Calling the federal government’s response to the pandemic “mismanaged from the beginning,” the plan advocates for all covid-19 testing, treatment and vaccine — when it becomes available — to be free of charge to every American. Long says the federal government should also expand its public health workforce, particularly by hiring “a nationwide army of contact tracers,” which she says will both help identify those exposed to covid-19 before they infect others and strengthen the economy by hiring workers who were put out of work because of the pandemic.
It also calls for additional funding for the Center for Disease Control and Prevention, in particular the CDC’s Prevention and Public Health Fund. The fund, established a decade ago, invests nationwide in community and clinical prevention initiatives, public health infrastructure, immunizations and screenings, and public health workforce and training. In 2017, the Tax Cuts and Jobs Act cut $750 million from the fund, and in 2018 a bill was signed that cuts $1.35 billion from the fund over a 10-year period.

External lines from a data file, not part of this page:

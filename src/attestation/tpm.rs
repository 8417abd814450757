//! `tpm` attestation
//!
//! TPM attestation signs a `TPMS_ATTEST` certify structure (`certInfo`) with
//! an attestation identity key (AIK). The certified object is the credential
//! key, described by a `TPMT_PUBLIC` structure (`pubArea`). Both structures
//! are parsed strictly and cross-checked against the credential key and the
//! authenticator data before the AIK signature is verified.

use log::debug;
use openssl::hash::{hash, MessageDigest};
use x509_parser::prelude::ParsedExtension;

use super::certificate;
use super::{
    AttestationFormat, AttestationStatement, AttestationStatementVerifier, AttestationType,
};
use crate::cose::{CoseAlgorithm, CoseKey, CoseKeyType, EcCurve};
use crate::webauthn::authenticator_data::AuthenticatorData;
use crate::webauthn::cbor::{map_get, map_get_bytes, map_get_text, AttestationObject, CborMap};
use crate::webauthn::crypto::{constant_time_eq, openssl_error};
use crate::webauthn::WebAuthnError;

const TPM_GENERATED_VALUE: u32 = 0xff54_4347;
const TPM_ST_ATTEST_CERTIFY: u16 = 0x8017;

const TPM_ALG_RSA: u16 = 0x0001;
const TPM_ALG_SHA1: u16 = 0x0004;
const TPM_ALG_SHA256: u16 = 0x000b;
const TPM_ALG_SHA384: u16 = 0x000c;
const TPM_ALG_SHA512: u16 = 0x000d;
const TPM_ALG_NULL: u16 = 0x0010;
const TPM_ALG_ECC: u16 = 0x0023;

const TPM_ECC_NIST_P256: u16 = 0x0003;
const TPM_ECC_NIST_P384: u16 = 0x0004;
const TPM_ECC_NIST_P521: u16 = 0x0005;

const RSA_DEFAULT_EXPONENT: u32 = 65537;

/// `tcg-kp-AIKCertificate` extended key usage
pub const OID_TCG_KP_AIK_CERTIFICATE: &str = "2.23.133.8.3";
const OID_SUBJECT_ALT_NAME: &str = "2.5.29.17";

fn invalid(message: &str) -> WebAuthnError {
    WebAuthnError::InvalidAttestationStatement(message.to_string())
}

/// Big-endian reader over a TPM structure
struct TpmReader<'a> {
    bytes: &'a [u8],
    pos: usize,
    structure: &'static str,
}

impl<'a> TpmReader<'a> {
    fn new(bytes: &'a [u8], structure: &'static str) -> Self {
        Self {
            bytes,
            pos: 0,
            structure,
        }
    }

    fn take(&mut self, len: usize) -> Result<&'a [u8], WebAuthnError> {
        let end = self
            .pos
            .checked_add(len)
            .filter(|end| *end <= self.bytes.len())
            .ok_or_else(|| {
                WebAuthnError::InvalidAttestationStatement(format!(
                    "{} is truncated",
                    self.structure
                ))
            })?;
        let slice = &self.bytes[self.pos..end];
        self.pos = end;
        Ok(slice)
    }

    fn u8(&mut self) -> Result<u8, WebAuthnError> {
        Ok(self.take(1)?[0])
    }

    fn u16(&mut self) -> Result<u16, WebAuthnError> {
        let b = self.take(2)?;
        Ok(u16::from_be_bytes([b[0], b[1]]))
    }

    fn u32(&mut self) -> Result<u32, WebAuthnError> {
        let b = self.take(4)?;
        Ok(u32::from_be_bytes([b[0], b[1], b[2], b[3]]))
    }

    fn u64(&mut self) -> Result<u64, WebAuthnError> {
        let b = self.take(8)?;
        let mut buf = [0u8; 8];
        buf.copy_from_slice(b);
        Ok(u64::from_be_bytes(buf))
    }

    /// A `TPM2B` sized buffer
    fn sized(&mut self) -> Result<&'a [u8], WebAuthnError> {
        let len = usize::from(self.u16()?);
        self.take(len)
    }

    fn finish(&self) -> Result<(), WebAuthnError> {
        if self.pos == self.bytes.len() {
            Ok(())
        } else {
            Err(WebAuthnError::InvalidAttestationStatement(format!(
                "{} has {} trailing bytes",
                self.structure,
                self.bytes.len() - self.pos
            )))
        }
    }
}

/// Key parameters and unique field of a `TPMT_PUBLIC`
#[derive(Debug, Clone, PartialEq, Eq)]
pub enum TpmPublicKey {
    Rsa {
        key_bits: u16,
        exponent: u32,
        modulus: Vec<u8>,
    },
    Ecc {
        curve_id: u16,
        x: Vec<u8>,
        y: Vec<u8>,
    },
}

/// Parsed `TPMT_PUBLIC` (`pubArea`)
#[derive(Debug, Clone, PartialEq, Eq)]
pub struct TpmPublic {
    pub name_alg: u16,
    pub object_attributes: u32,
    pub auth_policy: Vec<u8>,
    pub key: TpmPublicKey,
}

impl TpmPublic {
    /// Parse a `TPMT_PUBLIC` structure
    ///
    /// # Errors
    /// Returns `InvalidAttestationStatement` for truncated structures,
    /// unsupported key types or trailing bytes
    pub fn parse(bytes: &[u8]) -> Result<Self, WebAuthnError> {
        let mut reader = TpmReader::new(bytes, "pubArea");
        let key_type = reader.u16()?;
        let name_alg = reader.u16()?;
        let object_attributes = reader.u32()?;
        let auth_policy = reader.sized()?.to_vec();

        // Signing keys carry no symmetric definition
        if reader.u16()? != TPM_ALG_NULL {
            return Err(invalid("pubArea symmetric algorithm must be TPM_ALG_NULL"));
        }
        // Scheme, with a hash algorithm detail unless it is null
        if reader.u16()? != TPM_ALG_NULL {
            reader.u16()?;
        }

        let key = match key_type {
            TPM_ALG_RSA => {
                let key_bits = reader.u16()?;
                let exponent = match reader.u32()? {
                    0 => RSA_DEFAULT_EXPONENT,
                    other => other,
                };
                let modulus = reader.sized()?.to_vec();
                TpmPublicKey::Rsa {
                    key_bits,
                    exponent,
                    modulus,
                }
            }
            TPM_ALG_ECC => {
                let curve_id = reader.u16()?;
                if reader.u16()? != TPM_ALG_NULL {
                    reader.u16()?;
                }
                let x = reader.sized()?.to_vec();
                let y = reader.sized()?.to_vec();
                TpmPublicKey::Ecc { curve_id, x, y }
            }
            other => {
                return Err(WebAuthnError::InvalidAttestationStatement(format!(
                    "Unsupported pubArea type {other:#06x}"
                )))
            }
        };

        reader.finish()?;
        Ok(Self {
            name_alg,
            object_attributes,
            auth_policy,
            key,
        })
    }

    /// Whether the TPM key equals the credential public key
    #[must_use]
    pub fn matches(&self, credential_key: &CoseKey) -> bool {
        match (&self.key, &credential_key.key) {
            (
                TpmPublicKey::Rsa {
                    exponent, modulus, ..
                },
                CoseKeyType::Rsa(rsa),
            ) => {
                let e = rsa
                    .e
                    .iter()
                    .fold(0u64, |acc, byte| (acc << 8) | u64::from(*byte));
                *modulus == rsa.n && u64::from(*exponent) == e
            }
            (TpmPublicKey::Ecc { curve_id, x, y }, CoseKeyType::Ec2(ec)) => {
                let curve = match *curve_id {
                    TPM_ECC_NIST_P256 => Some(EcCurve::P256),
                    TPM_ECC_NIST_P384 => Some(EcCurve::P384),
                    TPM_ECC_NIST_P521 => Some(EcCurve::P521),
                    _ => None,
                };
                curve == Some(ec.curve) && *x == ec.x && *y == ec.y
            }
            _ => false,
        }
    }
}

/// Parsed `TPMS_ATTEST` (`certInfo`) of type certify
#[derive(Debug, Clone, PartialEq, Eq)]
pub struct TpmAttest {
    pub qualified_signer: Vec<u8>,
    pub extra_data: Vec<u8>,
    pub clock: u64,
    pub reset_count: u32,
    pub restart_count: u32,
    pub safe: bool,
    pub firmware_version: u64,
    pub attested_name: Vec<u8>,
    pub attested_qualified_name: Vec<u8>,
}

impl TpmAttest {
    /// Parse a `TPMS_ATTEST` structure
    ///
    /// # Errors
    /// Returns `InvalidAttestationStatement` if the magic or type are wrong,
    /// the structure is truncated or bytes remain
    pub fn parse(bytes: &[u8]) -> Result<Self, WebAuthnError> {
        let mut reader = TpmReader::new(bytes, "certInfo");
        if reader.u32()? != TPM_GENERATED_VALUE {
            return Err(invalid("certInfo magic is not TPM_GENERATED_VALUE"));
        }
        if reader.u16()? != TPM_ST_ATTEST_CERTIFY {
            return Err(invalid("certInfo type is not TPM_ST_ATTEST_CERTIFY"));
        }

        let qualified_signer = reader.sized()?.to_vec();
        let extra_data = reader.sized()?.to_vec();
        let clock = reader.u64()?;
        let reset_count = reader.u32()?;
        let restart_count = reader.u32()?;
        let safe = reader.u8()? != 0;
        let firmware_version = reader.u64()?;
        let attested_name = reader.sized()?.to_vec();
        let attested_qualified_name = reader.sized()?.to_vec();
        reader.finish()?;

        Ok(Self {
            qualified_signer,
            extra_data,
            clock,
            reset_count,
            restart_count,
            safe,
            firmware_version,
            attested_name,
            attested_qualified_name,
        })
    }
}

fn name_digest(name_alg: u16) -> Result<MessageDigest, WebAuthnError> {
    match name_alg {
        TPM_ALG_SHA1 => Ok(MessageDigest::sha1()),
        TPM_ALG_SHA256 => Ok(MessageDigest::sha256()),
        TPM_ALG_SHA384 => Ok(MessageDigest::sha384()),
        TPM_ALG_SHA512 => Ok(MessageDigest::sha512()),
        other => Err(WebAuthnError::InvalidAttestationStatement(format!(
            "Unsupported TPM name algorithm {other:#06x}"
        ))),
    }
}

/// `tpm` verifier
#[derive(Debug, Default, Clone, Copy)]
pub struct TpmAttestation;

impl TpmAttestation {
    fn structures(att_stmt: &CborMap) -> Result<(&[u8], &[u8]), WebAuthnError> {
        let cert_info = map_get_bytes(att_stmt, "certInfo").ok_or_else(|| invalid("Missing certInfo"))?;
        let pub_area = map_get_bytes(att_stmt, "pubArea").ok_or_else(|| invalid("Missing pubArea"))?;
        Ok((cert_info, pub_area))
    }
}

impl AttestationStatementVerifier for TpmAttestation {
    fn name(&self) -> &'static str {
        AttestationFormat::Tpm.as_str()
    }

    fn load(&self, attestation: &AttestationObject) -> Result<AttestationStatement, WebAuthnError> {
        let att_stmt = &attestation.att_stmt;
        if map_get_text(att_stmt, "ver") != Some("2.0") {
            return Err(invalid("TPM attestation version must be 2.0"));
        }
        if map_get(att_stmt, "ecdaaKeyId").is_some() {
            return Err(WebAuthnError::UnsupportedFormat(
                "tpm ECDAA attestation".to_string(),
            ));
        }
        certificate::algorithm(att_stmt)?;
        certificate::signature(att_stmt)?;
        let (cert_info, pub_area) = Self::structures(att_stmt)?;
        TpmAttest::parse(cert_info)?;
        TpmPublic::parse(pub_area)?;
        let chain = certificate::x5c_certificates(att_stmt)?;

        Ok(AttestationStatement {
            format: AttestationFormat::Tpm,
            att_stmt: att_stmt.clone(),
            attestation_type: AttestationType::AttCa,
            trust_path: certificate::trust_path(&chain)?,
        })
    }

    fn is_valid(
        &self,
        client_data_hash: &[u8],
        statement: &AttestationStatement,
        auth_data: &AuthenticatorData,
    ) -> Result<bool, WebAuthnError> {
        let attested = auth_data.attested_credential_data.as_ref().ok_or_else(|| {
            WebAuthnError::MalformedAuthenticatorData("Missing attested credential data".to_string())
        })?;
        let att_stmt = &statement.att_stmt;
        let alg = certificate::algorithm(att_stmt)?;
        let sig = certificate::signature(att_stmt)?;
        let (cert_info_bytes, pub_area_bytes) = Self::structures(att_stmt)?;
        let cert_info = TpmAttest::parse(cert_info_bytes)?;
        let pub_area = TpmPublic::parse(pub_area_bytes)?;

        // 1. pubArea describes the credential key
        if !pub_area.matches(&attested.credential_public_key) {
            debug!("❌ TPM pubArea does not match the credential public key");
            return Ok(false);
        }

        // 2. extraData is the hash of authenticatorData || clientDataHash
        let digest = CoseAlgorithm::from_id(alg)?
            .digest()
            .ok_or_else(|| invalid("TPM attestation algorithm must use a digest"))?;
        let mut att_to_be_signed = auth_data.raw().to_vec();
        att_to_be_signed.extend_from_slice(client_data_hash);
        let expected_extra = hash(digest, &att_to_be_signed).map_err(openssl_error("TPM extraData hash"))?;
        if !constant_time_eq(&cert_info.extra_data, &expected_extra) {
            debug!("❌ TPM extraData does not match attestation data hash");
            return Ok(false);
        }

        // 3. The certified name is the name of pubArea
        let mut expected_name = pub_area.name_alg.to_be_bytes().to_vec();
        let name_hash = hash(name_digest(pub_area.name_alg)?, pub_area_bytes)
            .map_err(openssl_error("TPM name hash"))?;
        expected_name.extend_from_slice(&name_hash);
        if cert_info.attested_name != expected_name {
            debug!("❌ TPM certified name does not match pubArea");
            return Ok(false);
        }

        // 4. AIK certificate requirements
        let chain = certificate::x5c_certificates(att_stmt)?;
        let aik_der = &chain[0];
        check_aik_certificate(aik_der, &attested.aaguid)?;

        // 5. AIK signature over certInfo
        let aik_key = certificate::public_key(aik_der)?;
        if !crate::cose::verify_with_pkey(alg, &aik_key, cert_info_bytes, &sig)? {
            debug!("❌ TPM certInfo signature does not verify with AIK");
            return Ok(false);
        }

        Ok(true)
    }
}

fn check_aik_certificate(der: &[u8], aaguid: &uuid::Uuid) -> Result<(), WebAuthnError> {
    let cert = certificate::parse(der)?;

    if !certificate::is_v3(&cert) {
        return Err(invalid("AIK certificate must be version 3"));
    }
    if cert.subject().iter_attributes().next().is_some() {
        return Err(invalid("AIK certificate subject must be empty"));
    }
    if certificate::find_extension(&cert, OID_SUBJECT_ALT_NAME).is_none() {
        return Err(invalid("AIK certificate must have a subject alternative name"));
    }

    let has_aik_usage = cert.extensions().iter().any(|ext| {
        matches!(
            ext.parsed_extension(),
            ParsedExtension::ExtendedKeyUsage(eku)
                if eku.other.iter().any(|oid| oid.to_id_string() == OID_TCG_KP_AIK_CERTIFICATE)
        )
    });
    if !has_aik_usage {
        return Err(invalid("AIK certificate lacks the tcg-kp-AIKCertificate usage"));
    }

    if certificate::is_ca(&cert) {
        return Err(invalid("AIK certificate must not be a CA"));
    }

    if let Some(cert_aaguid) = certificate::aaguid_extension(&cert)? {
        if cert_aaguid != *aaguid {
            return Err(invalid("AIK certificate AAGUID does not match authenticator data"));
        }
    }

    Ok(())
}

Long’s plan calls for rural health care systems and hospitals to be strengthened and protected by urging Washington state to adopt reforms from other states. A specific reform program mentioned in the plan includes Pennsylvania’s Rural Health Model, which voluntarily transitions certain hospitals to a global payment system that reimburses the hospitals through Medicare and other payers based on fixed budgets, as well as allowing for financial incentives.
The plan highlights a number of Democratic health care priorities, including protecting the Affordable Care Act (also known as Obamacare), which the Trump Administration and Republican attorneys general are seeking to overturn in court. Long cited a study from the liberal-leaning Center for American Progress that said 654,000 Washingtonians could lose their health coverage if those efforts succeed. As no current alternatives exist, it would also allow insurance companies to deny coverage to people with pre-existing conditions.
“If we have hundreds of thousands of people in our communities lacking health coverage, those individuals will be less likely to see a doctor, seek medical attention, or get tested if they become sick. That exacerbates the spread of covid-19 and makes it harder for us to fight future pandemics,” Long’s plan says.